Sort K-Sorted Arrays
Sort K-Sorted Arrays
Category
Heaps
Difficulty
Hard
Problem Statement
Given an array where each element is at most k positions away from its correctly sorted position (a "k-sorted" or "nearly sorted" array), sort the array efficiently. Formally, for each element at index i in the sorted output, it originally appears at some index j in the input where |i - j| <= k.
Intuition
Since each element is within k positions of its final location, we do not need a full sort. A min-heap of size k+1 is sufficient: at any point, the minimum of the next k+1 elements is guaranteed to be the next element in sorted order. We slide this window of size k+1 through the array, extracting the minimum and inserting the next element, producing the sorted output incrementally.
Approach
- Initialize a min-heap with the first min(k+1, n) elements of the array.

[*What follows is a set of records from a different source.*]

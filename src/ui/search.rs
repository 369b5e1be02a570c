// Search screen: ask for a query, list what the provider found, ask for an ID

use ratatui::backend::Backend;
use tracing::debug;

use super::keys::{Key, KeySource};
use super::prompt::{read_line, ID_MAX_LEN, QUERY_MAX_LEN};
use super::screen::{Row, Screen, BODY_ROW, LIST_ROW};
use super::UiError;
use crate::mode::SearchProfile;
use crate::youtube::extractor::{SearchError, SearchProvider, SearchResult};

const MESSAGE_ROW: u16 = LIST_ROW;

/// Runs one search round. `None` when the search failed, found nothing, or
/// the user left the ID empty. The typed ID is not checked against the list.
pub async fn search_screen<B, K, P>(
    screen: &mut Screen<B>,
    keys: &mut K,
    provider: &P,
    profile: &SearchProfile,
) -> Result<Option<String>, UiError>
where
    B: Backend,
    K: KeySource,
    P: SearchProvider,
{
    let query = read_line(screen, keys, &[], BODY_ROW, profile.query_label, QUERY_MAX_LEN)?;
    let query_row = Row::plain(BODY_ROW, format!("{}{}", profile.query_label, query));

    screen.render(&[query_row.clone(), Row::plain(MESSAGE_ROW, "Searching...")], None)?;

    let results = match provider
        .search(profile.provider_prefix, &query, profile.result_limit)
        .await
    {
        Ok(results) => results,
        Err(e) => {
            debug!(error = %e, %query, "search gave no selection");
            let mut rows = vec![query_row];
            rows.extend(failure_rows(&e));
            acknowledge(screen, keys, &rows)?;
            return Ok(None);
        }
    };

    let mut rows = vec![Row::plain(BODY_ROW, "Search results:")];
    rows.extend(result_rows(&results));
    let prompt_y = LIST_ROW + results.len() as u16 + 1;

    let id = read_line(screen, keys, &rows, prompt_y, profile.id_label, ID_MAX_LEN)?;
    if id.is_empty() {
        debug!("empty ID, nothing to play");
        return Ok(None);
    }
    Ok(Some(id))
}

/// `1. Title (ID: id)`, one row per result from the list row down.
pub fn result_rows(results: &[SearchResult]) -> Vec<Row> {
    results
        .iter()
        .enumerate()
        .map(|(i, result)| {
            Row::plain(
                LIST_ROW + i as u16,
                format!("{}. {} (ID: {})", i + 1, result.title, result.id),
            )
        })
        .collect()
}

fn failure_rows(error: &SearchError) -> Vec<Row> {
    match error {
        SearchError::TimedOut(_) => vec![Row::plain(MESSAGE_ROW, "The search took too long!")],
        SearchError::ProviderFailed(details) => {
            let mut rows = vec![Row::plain(MESSAGE_ROW, "Search failed:")];
            rows.extend(
                details
                    .lines()
                    .enumerate()
                    .map(|(i, line)| Row::plain(MESSAGE_ROW + 1 + i as u16, line)),
            );
            rows
        }
        SearchError::NoResults => vec![Row::plain(MESSAGE_ROW, "No search results found.")],
    }
}

/// Shows `rows` and waits for any key.
fn acknowledge<B, K>(screen: &mut Screen<B>, keys: &mut K, rows: &[Row]) -> Result<(), UiError>
where
    B: Backend,
    K: KeySource,
{
    screen.render(rows, None)?;
    match keys.next_key()? {
        Key::Interrupt => Err(UiError::Interrupted),
        _ => Ok(()),
    }
}
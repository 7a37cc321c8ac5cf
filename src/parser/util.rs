//! Utility functions for opening input and output files.

use anyhow::Result;
use flate2::read::GzDecoder;
use std::fs::File;
use std::io::{BufRead, BufReader, BufWriter};
use std::path::Path;

use crate::error::ChipPrepError;

/// Creates a buffered reader that automatically handles gzip-compressed files.
///
/// This function checks if the file path ends with ".gz" and wraps the file
/// in a GzDecoder if so. Otherwise, it returns a plain buffered reader.
pub fn create_buffered_reader(file: File, path: &Path) -> Box<dyn BufRead + Send> {
    if path.to_string_lossy().ends_with(".gz") {
        Box::new(BufReader::new(GzDecoder::new(file)))
    } else {
        Box::new(BufReader::new(file))
    }
}

/// Open an input file for buffered reading.
///
/// A missing file fails with [`ChipPrepError::FileNotFound`].
pub fn open_input(path: &Path) -> Result<Box<dyn BufRead + Send>> {
    let file = File::open(path).map_err(|e| ChipPrepError::from_io(path, e))?;
    Ok(create_buffered_reader(file, path))
}

/// Create (or truncate) an output file for buffered writing.
pub fn create_output(path: &Path) -> Result<BufWriter<File>> {
    let file = File::create(path).map_err(|source| ChipPrepError::Io {
        path: path.to_path_buf(),
        source,
    })?;
    Ok(BufWriter::new(file))
}
//! Error taxonomy shared by both tools.
//!
//! Library operations return `anyhow::Result`; the root cause of every
//! failure they raise themselves is a [`ChipPrepError`], so callers can
//! `downcast_ref` to tell the cases apart.

use std::io;
use std::path::PathBuf;

/// Failures raised while filtering or transforming BED files.
///
/// None of these are recoverable: the run stops at the first one.
#[derive(Debug, thiserror::Error)]
pub enum ChipPrepError {
    #[error("file not found: {}", .0.display())]
    FileNotFound(PathBuf),

    /// A file could not be created, read or written.
    #[error("I/O error on {}: {source}", .path.display())]
    Io {
        path: PathBuf,
        #[source]
        source: io::Error,
    },

    /// A line has fewer fields than the configured column requires.
    #[error("line {line_number}: column {column} out of range ({num_fields} fields): {line:?}")]
    IndexOutOfRange {
        line_number: u64,
        column: usize,
        num_fields: usize,
        line: String,
    },

    #[error("line {line_number}: chromosome '{chrom}' not found in chromosome sizes")]
    KeyNotFound { chrom: String, line_number: u64 },

    /// A field that must hold an integer does not.
    #[error("line {line_number}: invalid {field} '{value}': expected an integer")]
    Parse {
        field: &'static str,
        value: String,
        line_number: u64,
    },

    /// A window bound does not fit in a 64-bit coordinate.
    #[error("line {line_number}: TSS window around {tss} overflows the coordinate range")]
    CoordinateOverflow { tss: i64, line_number: u64 },

    /// A strand value other than '+' or '-' under the strict strand policy.
    #[error("line {line_number}: invalid strand '{value}': expected '+' or '-'")]
    InvalidStrand { value: String, line_number: u64 },
}

impl ChipPrepError {
    /// Wrap an I/O error, turning `NotFound` into [`ChipPrepError::FileNotFound`].
    pub fn from_io(path: impl Into<PathBuf>, source: io::Error) -> Self {
        let path = path.into();
        if source.kind() == io::ErrorKind::NotFound {
            ChipPrepError::FileNotFound(path)
        } else {
            ChipPrepError::Io { path, source }
        }
    }
}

- Initialize an insertion index at 0.
- For each remaining element in the array: a. Extract the minimum from the heap and place it at the current insertion index. b. Insert the next element into the heap. c. Increment the insertion index.
- After all elements are processed, extract remaining elements from the heap and place them in order.
- Return the sorted array.
Pseudocode
function sortKSortedArray(array, k):
minHeap = new MinHeap()
n = length(array)
// Insert first k+1 elements
for i from 0 to min(k, n - 1):
minHeap.insert(array[i])
insertIdx = 0
for i from k + 1 to n - 1:
array[insertIdx] = minHeap.extractMin()
minHeap.insert(array[i])
insertIdx += 1
while minHeap is not empty:
array[insertIdx] = minHeap.extractMin()
insertIdx += 1
return array
Time & Space Complexity
- Time: O(n log k), where n is the array length. Each of the n elements is inserted and extracted from a heap of size at most k+1. Each heap operation is O(log k).
- Space: O(k) for the min-heap.
Key Insights
- The heap size never exceeds k+1, which is what gives us the O(n log k) time complexity -- much better than O(n log n) for general sorting when k is small.
- This is optimal for comparison-based sorting of k-sorted arrays.
- When k = 0, the array is already sorted.
- When k = n-1, this degrades to heap sort, which is O(n log n).
- The approach works for any data stream where you know the "displacement bound" k.
Edge Cases
- k = 0: array is already sorted, return as-is.
- k >= n-1: the array could be in any order; the algorithm still works but with no advantage over general sorting.
- Single element array: already sorted.
- All elements are the same: already sorted.
- k = 1: each element is at most one position away from its sorted position.